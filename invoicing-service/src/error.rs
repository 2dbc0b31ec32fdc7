//! Error taxonomy for invoicing-service.

use crate::models::{InvoiceStatus, ReminderStatus};
use crate::services::email::TransportError;
use chrono::{DateTime, Utc};
use service_core::error::AppError;
use thiserror::Error;

#[derive(Debug, Error)]
pub enum InvoicingError {
    /// Malformed input. Never retried automatically.
    #[error("{0}")]
    Validation(String),

    #[error("Reminder would be scheduled for {scheduled_date}, which is before {now}")]
    PastDate {
        scheduled_date: DateTime<Utc>,
        now: DateTime<Utc>,
    },

    #[error("{0} not found")]
    NotFound(&'static str),

    #[error("{0}")]
    Forbidden(String),

    #[error("Invoice cannot move from {from} to {to}")]
    InvalidTransition {
        from: InvoiceStatus,
        to: InvoiceStatus,
    },

    #[error("Reminder is {0} and can no longer be cancelled")]
    InvalidReminderState(ReminderStatus),

    #[error("Email transport error: {0}")]
    Transport(#[from] TransportError),

    #[error("Database error: {0}")]
    Database(anyhow::Error),
}

impl InvoicingError {
    pub fn validation(message: impl Into<String>) -> Self {
        InvoicingError::Validation(message.into())
    }

    /// Label used for the errors counter.
    pub fn kind(&self) -> &'static str {
        match self {
            InvoicingError::Validation(_) => "validation_error",
            InvoicingError::PastDate { .. } => "past_date",
            InvoicingError::NotFound(_) => "not_found",
            InvoicingError::Forbidden(_) => "forbidden",
            InvoicingError::InvalidTransition { .. } => "invalid_transition",
            InvoicingError::InvalidReminderState(_) => "invalid_reminder_state",
            InvoicingError::Transport(_) => "transport_error",
            InvoicingError::Database(_) => "db_error",
        }
    }
}

impl From<InvoicingError> for AppError {
    fn from(err: InvoicingError) -> Self {
        let message = err.to_string();
        match err {
            InvoicingError::Validation(_) | InvoicingError::PastDate { .. } => {
                AppError::Unprocessable(anyhow::anyhow!(message))
            }
            InvoicingError::NotFound(_) => AppError::NotFound(anyhow::anyhow!(message)),
            InvoicingError::Forbidden(_) => AppError::Forbidden(anyhow::anyhow!(message)),
            InvoicingError::InvalidTransition { .. } | InvoicingError::InvalidReminderState(_) => {
                AppError::Conflict(anyhow::anyhow!(message))
            }
            InvoicingError::Transport(e) => AppError::BadGateway(e.to_string()),
            InvoicingError::Database(e) => {
                tracing::error!(error = %e, "Storage failure");
                AppError::DatabaseError(e)
            }
        }
    }
}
_ _ _ _ _
Exercise directions
Copy exactly, with no other lines, the stretch of the material that begins at the line containing "cannot move from" and ends at its last line.

Completed exercise
    #[error("Invoice cannot move from {from} to {to}")]
    InvalidTransition {
        from: InvoiceStatus,
        to: InvoiceStatus,
    },

    #[error("Reminder is {0} and can no longer be cancelled")]
    InvalidReminderState(ReminderStatus),

    #[error("Email transport error: {0}")]
    Transport(#[from] TransportError),

    #[error("Database error: {0}")]
    Database(anyhow::Error),
}

impl InvoicingError {
    pub fn validation(message: impl Into<String>) -> Self {
        InvoicingError::Validation(message.into())
    }

    /// Label used for the errors counter.
    pub fn kind(&self) -> &'static str {
        match self {
            InvoicingError::Validation(_) => "validation_error",
            InvoicingError::PastDate { .. } => "past_date",
            InvoicingError::NotFound(_) => "not_found",
            InvoicingError::Forbidden(_) => "forbidden",
            InvoicingError::InvalidTransition { .. } => "invalid_transition",
            InvoicingError::InvalidReminderState(_) => "invalid_reminder_state",
            InvoicingError::Transport(_) => "transport_error",
            InvoicingError::Database(_) => "db_error",
        }
    }
}

impl From<InvoicingError> for AppError {
    fn from(err: InvoicingError) -> Self {
        let message = err.to_string();
        match err {
            InvoicingError::Validation(_) | InvoicingError::PastDate { .. } => {
                AppError::Unprocessable(anyhow::anyhow!(message))
            }
            InvoicingError::NotFound(_) => AppError::NotFound(anyhow::anyhow!(message)),
            InvoicingError::Forbidden(_) => AppError::Forbidden(anyhow::anyhow!(message)),
            InvoicingError::InvalidTransition { .. } | InvoicingError::InvalidReminderState(_) => {
                AppError::Conflict(anyhow::anyhow!(message))
            }
            InvoicingError::Transport(e) => AppError::BadGateway(e.to_string()),
            InvoicingError::Database(e) => {
                tracing::error!(error = %e, "Storage failure");
                AppError::DatabaseError(e)
            }
        }
    }
}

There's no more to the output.